[Items listed in a dataset]
-=-=-=-=-

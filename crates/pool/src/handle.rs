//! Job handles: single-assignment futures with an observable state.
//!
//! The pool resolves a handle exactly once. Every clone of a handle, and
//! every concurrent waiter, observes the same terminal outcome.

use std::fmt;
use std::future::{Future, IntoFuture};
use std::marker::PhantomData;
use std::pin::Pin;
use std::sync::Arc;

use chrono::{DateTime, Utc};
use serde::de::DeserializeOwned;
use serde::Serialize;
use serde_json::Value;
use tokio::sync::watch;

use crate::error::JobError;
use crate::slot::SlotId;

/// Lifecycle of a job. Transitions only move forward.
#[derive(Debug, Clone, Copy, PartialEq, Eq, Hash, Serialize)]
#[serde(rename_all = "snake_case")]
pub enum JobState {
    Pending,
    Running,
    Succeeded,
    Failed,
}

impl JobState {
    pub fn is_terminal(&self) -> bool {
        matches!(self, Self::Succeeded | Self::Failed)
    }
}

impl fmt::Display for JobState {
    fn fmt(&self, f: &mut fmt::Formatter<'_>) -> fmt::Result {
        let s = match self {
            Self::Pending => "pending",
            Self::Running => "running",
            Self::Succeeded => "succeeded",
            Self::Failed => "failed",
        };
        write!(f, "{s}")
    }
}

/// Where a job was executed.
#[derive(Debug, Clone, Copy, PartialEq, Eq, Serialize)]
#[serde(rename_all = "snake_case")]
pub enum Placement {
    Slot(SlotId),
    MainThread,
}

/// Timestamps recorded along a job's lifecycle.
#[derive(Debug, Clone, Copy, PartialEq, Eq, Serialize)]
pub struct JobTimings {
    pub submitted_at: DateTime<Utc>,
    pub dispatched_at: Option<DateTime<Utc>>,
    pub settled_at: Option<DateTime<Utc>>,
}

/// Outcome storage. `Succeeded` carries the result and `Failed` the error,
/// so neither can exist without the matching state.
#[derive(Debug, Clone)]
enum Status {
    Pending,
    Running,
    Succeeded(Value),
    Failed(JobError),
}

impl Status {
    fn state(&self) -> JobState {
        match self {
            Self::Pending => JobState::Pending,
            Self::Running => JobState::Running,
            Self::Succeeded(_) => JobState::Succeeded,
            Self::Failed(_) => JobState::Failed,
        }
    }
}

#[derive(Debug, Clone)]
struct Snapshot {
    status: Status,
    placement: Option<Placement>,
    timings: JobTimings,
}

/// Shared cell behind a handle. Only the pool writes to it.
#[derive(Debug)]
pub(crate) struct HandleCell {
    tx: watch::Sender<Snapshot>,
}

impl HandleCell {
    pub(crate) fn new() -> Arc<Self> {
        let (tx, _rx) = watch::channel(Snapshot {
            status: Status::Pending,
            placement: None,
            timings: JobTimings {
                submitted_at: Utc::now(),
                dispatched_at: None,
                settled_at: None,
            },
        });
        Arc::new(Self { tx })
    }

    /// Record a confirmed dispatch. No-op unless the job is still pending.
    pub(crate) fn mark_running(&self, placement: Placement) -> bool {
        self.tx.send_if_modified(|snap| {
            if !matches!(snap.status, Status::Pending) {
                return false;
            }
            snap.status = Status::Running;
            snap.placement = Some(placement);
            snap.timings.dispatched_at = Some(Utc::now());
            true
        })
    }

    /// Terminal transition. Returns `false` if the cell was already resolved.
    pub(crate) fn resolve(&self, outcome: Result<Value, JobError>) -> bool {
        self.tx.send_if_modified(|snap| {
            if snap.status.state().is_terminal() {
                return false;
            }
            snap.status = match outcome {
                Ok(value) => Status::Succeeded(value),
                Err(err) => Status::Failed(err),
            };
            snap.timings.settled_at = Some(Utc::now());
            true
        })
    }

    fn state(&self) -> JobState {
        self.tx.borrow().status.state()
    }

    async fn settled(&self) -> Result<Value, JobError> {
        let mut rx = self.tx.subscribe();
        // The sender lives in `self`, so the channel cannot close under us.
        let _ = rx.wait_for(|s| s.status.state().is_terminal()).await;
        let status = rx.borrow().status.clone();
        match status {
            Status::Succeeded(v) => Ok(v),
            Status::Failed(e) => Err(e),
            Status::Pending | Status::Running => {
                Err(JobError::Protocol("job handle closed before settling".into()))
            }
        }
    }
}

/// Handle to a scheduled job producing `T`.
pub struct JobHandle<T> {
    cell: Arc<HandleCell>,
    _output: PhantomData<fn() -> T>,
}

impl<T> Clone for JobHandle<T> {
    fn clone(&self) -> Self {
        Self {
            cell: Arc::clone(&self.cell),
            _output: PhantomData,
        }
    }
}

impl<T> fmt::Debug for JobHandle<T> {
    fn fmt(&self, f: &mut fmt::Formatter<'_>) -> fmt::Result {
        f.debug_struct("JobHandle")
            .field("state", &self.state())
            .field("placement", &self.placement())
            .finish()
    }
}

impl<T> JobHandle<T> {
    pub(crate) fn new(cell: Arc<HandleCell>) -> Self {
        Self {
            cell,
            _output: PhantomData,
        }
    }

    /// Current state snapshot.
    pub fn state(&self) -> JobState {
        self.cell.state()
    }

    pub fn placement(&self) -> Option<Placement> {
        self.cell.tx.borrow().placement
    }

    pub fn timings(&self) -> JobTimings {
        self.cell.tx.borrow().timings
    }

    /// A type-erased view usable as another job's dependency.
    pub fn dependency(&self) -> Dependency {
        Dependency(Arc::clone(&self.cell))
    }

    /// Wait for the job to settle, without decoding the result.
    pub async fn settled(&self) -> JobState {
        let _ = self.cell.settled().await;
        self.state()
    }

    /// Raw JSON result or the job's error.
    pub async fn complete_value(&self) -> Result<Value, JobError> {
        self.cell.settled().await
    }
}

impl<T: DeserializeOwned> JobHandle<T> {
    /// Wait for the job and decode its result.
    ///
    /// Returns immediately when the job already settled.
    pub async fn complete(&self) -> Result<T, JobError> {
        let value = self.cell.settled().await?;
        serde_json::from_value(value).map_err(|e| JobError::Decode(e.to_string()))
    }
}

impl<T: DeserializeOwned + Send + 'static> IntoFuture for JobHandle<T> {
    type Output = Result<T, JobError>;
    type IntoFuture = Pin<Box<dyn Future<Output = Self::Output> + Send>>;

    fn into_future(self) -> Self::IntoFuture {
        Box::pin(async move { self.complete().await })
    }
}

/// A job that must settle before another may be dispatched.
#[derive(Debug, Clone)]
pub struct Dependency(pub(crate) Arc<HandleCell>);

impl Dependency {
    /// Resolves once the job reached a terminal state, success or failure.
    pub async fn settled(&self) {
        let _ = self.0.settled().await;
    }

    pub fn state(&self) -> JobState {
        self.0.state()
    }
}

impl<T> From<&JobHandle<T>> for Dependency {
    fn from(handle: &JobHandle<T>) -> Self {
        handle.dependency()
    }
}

-=-=-=-=-

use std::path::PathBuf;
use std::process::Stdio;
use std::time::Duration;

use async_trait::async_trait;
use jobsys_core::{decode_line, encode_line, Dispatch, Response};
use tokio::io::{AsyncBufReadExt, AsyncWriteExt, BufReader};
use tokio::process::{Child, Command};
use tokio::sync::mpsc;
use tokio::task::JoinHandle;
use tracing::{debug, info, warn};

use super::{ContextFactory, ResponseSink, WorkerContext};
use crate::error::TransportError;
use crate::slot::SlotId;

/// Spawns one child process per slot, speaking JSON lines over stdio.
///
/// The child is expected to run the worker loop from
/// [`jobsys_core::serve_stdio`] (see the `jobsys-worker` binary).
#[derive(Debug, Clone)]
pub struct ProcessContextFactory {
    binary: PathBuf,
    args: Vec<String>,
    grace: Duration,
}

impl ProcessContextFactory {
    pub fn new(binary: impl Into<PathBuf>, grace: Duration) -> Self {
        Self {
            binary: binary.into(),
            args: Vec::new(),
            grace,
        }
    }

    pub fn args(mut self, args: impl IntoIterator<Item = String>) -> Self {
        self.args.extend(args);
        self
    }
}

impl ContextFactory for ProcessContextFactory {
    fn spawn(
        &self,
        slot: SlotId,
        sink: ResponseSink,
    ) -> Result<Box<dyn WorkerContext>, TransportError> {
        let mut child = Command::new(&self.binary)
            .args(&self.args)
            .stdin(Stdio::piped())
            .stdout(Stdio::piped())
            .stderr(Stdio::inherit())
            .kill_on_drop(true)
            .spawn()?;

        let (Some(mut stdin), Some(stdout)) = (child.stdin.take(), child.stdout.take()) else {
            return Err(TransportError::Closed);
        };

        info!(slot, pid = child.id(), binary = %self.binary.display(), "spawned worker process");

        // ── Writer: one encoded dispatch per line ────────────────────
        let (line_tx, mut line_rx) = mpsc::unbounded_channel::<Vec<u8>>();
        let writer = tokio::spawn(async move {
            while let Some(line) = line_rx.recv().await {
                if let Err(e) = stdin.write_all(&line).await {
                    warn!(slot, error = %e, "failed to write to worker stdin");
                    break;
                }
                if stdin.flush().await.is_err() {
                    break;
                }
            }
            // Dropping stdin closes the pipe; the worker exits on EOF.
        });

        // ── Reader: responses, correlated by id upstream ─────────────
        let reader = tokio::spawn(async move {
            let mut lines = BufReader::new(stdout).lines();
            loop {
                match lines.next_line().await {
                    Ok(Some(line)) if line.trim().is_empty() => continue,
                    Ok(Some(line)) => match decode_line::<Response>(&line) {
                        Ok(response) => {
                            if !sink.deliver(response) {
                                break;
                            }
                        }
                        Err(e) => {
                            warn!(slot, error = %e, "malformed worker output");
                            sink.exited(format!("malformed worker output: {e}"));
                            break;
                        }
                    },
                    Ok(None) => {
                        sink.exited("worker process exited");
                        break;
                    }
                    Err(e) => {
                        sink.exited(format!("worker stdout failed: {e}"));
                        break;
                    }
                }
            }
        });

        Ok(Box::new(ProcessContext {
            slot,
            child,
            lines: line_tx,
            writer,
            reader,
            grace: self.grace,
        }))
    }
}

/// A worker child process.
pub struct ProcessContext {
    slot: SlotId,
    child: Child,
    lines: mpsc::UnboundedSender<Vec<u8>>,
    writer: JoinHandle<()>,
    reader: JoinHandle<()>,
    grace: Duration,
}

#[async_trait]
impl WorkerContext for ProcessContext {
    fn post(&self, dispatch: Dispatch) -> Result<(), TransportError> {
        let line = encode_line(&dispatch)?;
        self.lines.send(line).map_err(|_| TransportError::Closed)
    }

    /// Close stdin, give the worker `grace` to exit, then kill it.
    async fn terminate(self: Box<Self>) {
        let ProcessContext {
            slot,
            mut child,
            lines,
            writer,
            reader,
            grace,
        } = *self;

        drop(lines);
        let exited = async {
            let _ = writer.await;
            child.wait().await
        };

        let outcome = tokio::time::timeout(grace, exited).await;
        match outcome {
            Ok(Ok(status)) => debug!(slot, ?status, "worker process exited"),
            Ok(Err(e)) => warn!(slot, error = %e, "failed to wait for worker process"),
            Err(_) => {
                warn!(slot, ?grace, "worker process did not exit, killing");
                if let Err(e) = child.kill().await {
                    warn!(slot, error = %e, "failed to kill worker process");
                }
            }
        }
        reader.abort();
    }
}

-=-=-=-=-

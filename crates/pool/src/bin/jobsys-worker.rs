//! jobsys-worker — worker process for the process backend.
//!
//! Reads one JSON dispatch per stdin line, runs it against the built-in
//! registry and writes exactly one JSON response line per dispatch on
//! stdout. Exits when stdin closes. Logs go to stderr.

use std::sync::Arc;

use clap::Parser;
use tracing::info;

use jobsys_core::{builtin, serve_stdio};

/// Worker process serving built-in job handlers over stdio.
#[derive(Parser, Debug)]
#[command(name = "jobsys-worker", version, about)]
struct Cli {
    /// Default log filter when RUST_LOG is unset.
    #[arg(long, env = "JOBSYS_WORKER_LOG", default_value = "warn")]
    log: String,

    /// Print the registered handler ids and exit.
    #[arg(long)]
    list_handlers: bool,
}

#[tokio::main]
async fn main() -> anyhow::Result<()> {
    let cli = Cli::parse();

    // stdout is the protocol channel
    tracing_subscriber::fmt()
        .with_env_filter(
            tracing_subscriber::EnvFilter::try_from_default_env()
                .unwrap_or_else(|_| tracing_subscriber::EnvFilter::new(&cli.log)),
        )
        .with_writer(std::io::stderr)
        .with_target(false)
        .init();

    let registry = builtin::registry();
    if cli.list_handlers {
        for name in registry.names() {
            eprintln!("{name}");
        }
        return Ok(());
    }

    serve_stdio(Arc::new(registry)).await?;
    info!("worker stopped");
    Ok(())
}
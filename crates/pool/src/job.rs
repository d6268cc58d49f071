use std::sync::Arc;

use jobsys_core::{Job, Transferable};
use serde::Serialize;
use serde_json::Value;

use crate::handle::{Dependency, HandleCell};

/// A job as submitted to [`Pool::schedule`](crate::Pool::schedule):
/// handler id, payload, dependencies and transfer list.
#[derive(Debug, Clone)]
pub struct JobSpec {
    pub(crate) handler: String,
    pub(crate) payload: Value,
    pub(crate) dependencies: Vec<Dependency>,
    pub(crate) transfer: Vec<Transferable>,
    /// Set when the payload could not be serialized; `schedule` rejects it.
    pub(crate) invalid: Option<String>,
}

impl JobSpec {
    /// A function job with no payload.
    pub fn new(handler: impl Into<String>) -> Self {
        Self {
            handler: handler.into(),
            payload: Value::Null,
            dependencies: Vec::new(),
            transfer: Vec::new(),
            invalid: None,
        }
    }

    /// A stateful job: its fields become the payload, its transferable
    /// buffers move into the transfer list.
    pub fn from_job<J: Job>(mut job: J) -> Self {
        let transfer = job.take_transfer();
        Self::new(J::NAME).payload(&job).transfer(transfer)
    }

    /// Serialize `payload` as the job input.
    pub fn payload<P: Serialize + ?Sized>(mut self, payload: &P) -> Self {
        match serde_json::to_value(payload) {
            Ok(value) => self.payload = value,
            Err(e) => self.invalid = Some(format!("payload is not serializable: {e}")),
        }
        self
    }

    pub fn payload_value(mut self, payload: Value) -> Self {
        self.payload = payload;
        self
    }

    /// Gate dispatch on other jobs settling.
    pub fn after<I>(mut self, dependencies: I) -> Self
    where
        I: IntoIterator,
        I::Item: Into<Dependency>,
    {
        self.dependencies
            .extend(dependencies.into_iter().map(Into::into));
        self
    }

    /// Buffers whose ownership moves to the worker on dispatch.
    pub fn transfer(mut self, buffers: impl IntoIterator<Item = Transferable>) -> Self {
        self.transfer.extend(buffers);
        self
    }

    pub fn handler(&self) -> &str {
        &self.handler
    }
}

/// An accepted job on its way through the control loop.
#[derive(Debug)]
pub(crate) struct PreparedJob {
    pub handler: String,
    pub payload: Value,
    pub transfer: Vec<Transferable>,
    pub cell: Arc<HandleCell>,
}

-=-=-=-=-

### What is being asked
Reproduce, exactly as they stand in the data above, the lines from the one that holds "Ok(value) => self.payload" to the one that holds "other jobs settling.", inclusive.

### Answer space
            Ok(value) => self.payload = value,
            Err(e) => self.invalid = Some(format!("payload is not serializable: {e}")),
        }
        self
    }

    pub fn payload_value(mut self, payload: Value) -> Self {
        self.payload = payload;
        self
    }

    /// Gate dispatch on other jobs settling.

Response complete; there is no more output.